No, I'm not in the top 1% of incomes. I'm not even in the top 10%. But I'm incredibly fortunate nonetheless. I realize that, and I intend to do my damnedest to help those who have been less fortunate than I.
I can't even imagine what it must be like to live in the moral vacuum inhabited by people like this:
Student loans started out as a good idea. The GI Bill got the whole thing started, by having the government create a program that provided higher education for those who would otherwise be unable to afford it. The end result was a dynamic, educated group of former military people (trained, disciplined, seasoned and responsible) who helped sweep the country to great prosperity during the 1950s and early 1960s.
What most people forget now is that the GI Bill was payment for services rendered. In that way, it differed dramatically from student loans, which are payments for . . . what? It’s questionable whether those students currently getting “educated” at America’s top propaganda institutions . . . er, colleges and universities, will contribute anything to the economy — and we know that render any services to the American people, in the cause of American freedom, in exchange for those cash handouts...
[T]he loans have created a self-entitled group of people who, rather than pay off their debt, feel that it’s totally appropriate for them to attack others’ financial livelihood, as they’re doing now when they try to interfere with our nation’s economic core.
Just as the Vietnam war protests had nothing to do with actual principles, and everything to do with a spoiled generation’s fear of the draft; so too do today’s protests in America’s financial centers have nothing to do with concerns about America’s economy, and everything to do with deadbeat kids who willingly took on an unreasonable amount of debt, and are now facing the financial consequences for their cupidity and stupidity.
There are few things more morally repulsive than people who started on third base, enjoyed the benefits that government and society provided them, and then think they hit a triple while declaring that human rights such as healthcare and education should only be available to those who can directly afford to pay for them.
Few things are more disgusting and shameful than those who have experienced good fortune themselves, and feel nothing for the people whose stories, like those at We are the 99 Percent, are all around them as reminders of what their lives could be like if just one or two breaks had gone differently.
Pearl clutchers and "bipartisan" hand wringers insist that the left and right in this country must come to some meeting of the minds.
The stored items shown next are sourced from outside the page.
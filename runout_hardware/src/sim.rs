//! Simulated sensor pin for running without GPIO.
//!
//! The level is shared with a [`SimHandle`]; changing it through the handle
//! fires the armed edge callback, subject to the same bounce filter the
//! hardware pin applies.

use std::sync::{Arc, Mutex, MutexGuard, PoisonError};
use std::time::{Duration, Instant};

use runout_traits::{Edge, Level, SensorPin};

use crate::bounce::BounceFilter;

type BoxError = Box<dyn std::error::Error + Send + Sync>;

struct Watch {
    edge: Edge,
    filter: BounceFilter,
    on_edge: Box<dyn FnMut(Level) + Send>,
}

struct SimState {
    level: Level,
    watch: Option<Watch>,
}

fn lock(m: &Mutex<SimState>) -> MutexGuard<'_, SimState> {
    m.lock().unwrap_or_else(PoisonError::into_inner)
}

pub struct SimulatedPin {
    bcm: u8,
    state: Arc<Mutex<SimState>>,
}

#[derive(Clone)]
pub struct SimHandle {
    state: Arc<Mutex<SimState>>,
}

impl SimulatedPin {
    pub fn new(bcm: u8, level: Level) -> (Self, SimHandle) {
        let handle = SimHandle::new(level);
        (handle.open(bcm), handle)
    }

    pub fn bcm(&self) -> u8 {
        self.bcm
    }
}

impl SimHandle {
    /// A simulated line, initially at `level`, with no pin open on it.
    pub fn new(level: Level) -> Self {
        Self {
            state: Arc::new(Mutex::new(SimState { level, watch: None })),
        }
    }

    /// Open a pin on this line. Pins opened later replace the edge watch of
    /// earlier ones.
    pub fn open(&self, bcm: u8) -> SimulatedPin {
        SimulatedPin {
            bcm,
            state: self.state.clone(),
        }
    }

    pub fn level(&self) -> Level {
        lock(&self.state).level
    }

    /// Drive the simulated line. Fires the edge callback when the level
    /// changes in a watched direction and the bounce filter lets it through.
    pub fn set(&self, level: Level) {
        let mut s = lock(&self.state);
        if s.level == level {
            return;
        }
        s.level = level;
        let Some(w) = s.watch.as_mut() else {
            return;
        };
        let wanted = match w.edge {
            Edge::Both => true,
            Edge::Rising => level == Level::High,
            Edge::Falling => level == Level::Low,
        };
        if wanted && w.filter.accept(Instant::now()) {
            tracing::trace!(?level, "simulated edge");
            (w.on_edge)(level);
        }
    }

    pub fn watched(&self) -> bool {
        lock(&self.state).watch.is_some()
    }
}

impl SensorPin for SimulatedPin {
    fn read(&mut self) -> Result<Level, BoxError> {
        Ok(lock(&self.state).level)
    }

    fn watch_edges(
        &mut self,
        edge: Edge,
        bounce: Duration,
        on_edge: Box<dyn FnMut(Level) + Send>,
    ) -> Result<(), BoxError> {
        tracing::debug!(bcm = self.bcm, ?edge, "simulated edge watch armed");
        lock(&self.state).watch = Some(Watch {
            edge,
            filter: BounceFilter::new(bounce),
            on_edge,
        });
        Ok(())
    }

    fn unwatch_edges(&mut self) -> Result<(), BoxError> {
        lock(&self.state).watch = None;
        Ok(())
    }
}

impl Drop for SimulatedPin {
    fn drop(&mut self) {
        lock(&self.state).watch = None;
    }
}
An agreement on rational, sensible policy on which we can all come to consensus.
But the truth is that there is no coming to terms with those who live in an ideological bubble that prevents from feeling basic empathy or shame. There is a real battle of ideas being waged in this country, and only one side is going to come out victorious.
It will either be those who understand what it's like to be part of the 99 percent and realize that the system is broken. Or it will be those who believe that all of these people deserve to suffer in squalor. There can and will be no middle ground.